Павел Николаев – Обречённые временем. Штрихи к портрету эпохи (страница 2)
«Когда вышли из театра, между колонн чёрно-синее небо, два-три голубых пятна звёзд и резко дует холодом. Ехать жутко. Никитская без огней, могильно-темна, чёрные дома высятся в тёмно-земельном небе, кажутся очень велики, выделяются как-то по-новому. Прохожих почти нет, а кто идёт, так почти бегом.
Что Средние века! Тогда, по крайней мере, все вооружены были, дома были почти неприступны…
На углу Поварской и Мерзляковского два солдата с ружьями. Стража или грабители? И то и другое».
В Москве писатель был нечастым гостем, но хорошо знал этот город и любил его. Первопрестольную Бунин оставлял со смешанным чувством – сожаления и горечи, о чём убедительно свидетельствует одна из последних дневниковых записей, сделанная им на Поварской:
«„Вон из Москвы!“ А жалко. Днём она теперь удивительно мерзка. Погода мокрая, всё мокро, грязно, на тротуарах и на мостовой ямы, ухабистый лёд, про толпу и говорить нечего. А вечером, ночью пусто, небо от редких фонарей чернеет тускло, угрюмо.

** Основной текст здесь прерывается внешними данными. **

//! Persistent sample log on a byte-addressable EEPROM.
//!
//! The log is a stack: address 0 holds the number of stored samples,
//! which is also the address of the newest one. Samples are appended
//! at `occupancy + 1` and never rewritten; a reset only zeroes the
//! counter, leaving old bytes unreachable rather than erased.
//!
//! Storage layout:
//! ```text
//! addr 0        occupancy (u8)
//! addr 1..=n    samples, oldest first
//! addr n+1..    stale or blank
//! ```
//!
//! An append is four bus transactions (read counter, write sample, write
//! counter, settle) and is not atomic with respect to power loss: a cut
//! between the sample write and the counter write loses that sample but
//! leaves the stack consistent.

pub mod eeprom;

#[cfg(feature = "defmt")]
use defmt::{debug, warn};

use crate::config::{LOG_CAPACITY, OCCUPANCY_ADDRESS};
use crate::error::StorageError;

pub use eeprom::Eeprom;

/// Byte-granular non-volatile memory.
///
/// Implementations perform their own bus settling inside each call.
pub trait ByteStore {
    type Error;

    fn read_byte(&mut self, address: u8) -> Result<u8, Self::Error>;

    fn write_byte(&mut self, address: u8, value: u8) -> Result<(), Self::Error>;

    /// Extra settle at the end of a multi-write sequence.
    fn settle(&mut self) {}
}

/// Append-only sample stack over a [`ByteStore`].
pub struct NonVolatileLog<S> {
    store: S,
}

impl<S: ByteStore> NonVolatileLog<S> {
    pub fn new(store: S) -> Self {
        Self { store }
    }

    /// Number of samples currently stored.
    pub fn occupancy(&mut self) -> Result<u8, StorageError> {
        self.store
            .read_byte(OCCUPANCY_ADDRESS)
            .map_err(|_| StorageError::Bus)
    }

    /// Append one sample. Returns the address it was written to.
    ///
    /// Fails with [`StorageError::Full`] once the counter reaches
    /// [`LOG_CAPACITY`]; the next increment would wrap onto the counter
    /// byte itself.
    pub fn append(&mut self, sample: u8) -> Result<u8, StorageError> {
        let count = self.occupancy()?;
        if count >= LOG_CAPACITY {
            #[cfg(feature = "defmt")]
            warn!("Log full ({} samples) - dropping {}", count, sample);
            return Err(StorageError::Full);
        }

        let address = count + 1;
        self.store
            .write_byte(address, sample)
            .map_err(|_| StorageError::Bus)?;
        self.store
            .write_byte(OCCUPANCY_ADDRESS, address)
            .map_err(|_| StorageError::Bus)?;
        self.store.settle();

        #[cfg(feature = "defmt")]
        debug!("Log: stored {} at {}", sample, address);
        Ok(address)
    }

    /// Raw byte at any address, counter included.
    pub fn read(&mut self, address: u8) -> Result<u8, StorageError> {
        self.store
            .read_byte(address)
            .map_err(|_| StorageError::Bus)
    }

    /// Truncate the log to zero samples. Sample bytes stay on the device.
    pub fn reset(&mut self) -> Result<(), StorageError> {
        self.store
            .write_byte(OCCUPANCY_ADDRESS, 0)
            .map_err(|_| StorageError::Bus)
    }

    /// Give the underlying store back.
    pub fn release(self) -> S {
        self.store
    }
}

Но вот тихий переулок, совсем тёмный – и вдруг видишь открытые ворота, за ними, в глубине двора, силуэт старинного дома, мягко темнеющий на ночном небе, которое тут совсем другое, чем над улицей, а перед домом столетнее дерево, чёрный узор его громадного раскидистого шатра…»
3 июня Бунин оставил Москву, не подозревая о том, что с Савёловского вокзала столицы начинает путь, который навсегда оторвёт его от горячо любимой многострадальной родины.
Кафе поэтов. Свидетелем его рождения случайно стал известный в последующие годы артист И.В. Ильинский. «Однажды, – рассказывал он, – идя на занятия в студию Комиссаржевского по Настасьинскому переулку, я заметил, что в одном из маленьких низких домов, где помещалась раньше прачечная или какая-то мастерская, копошатся люди. В помещении шёл ремонт».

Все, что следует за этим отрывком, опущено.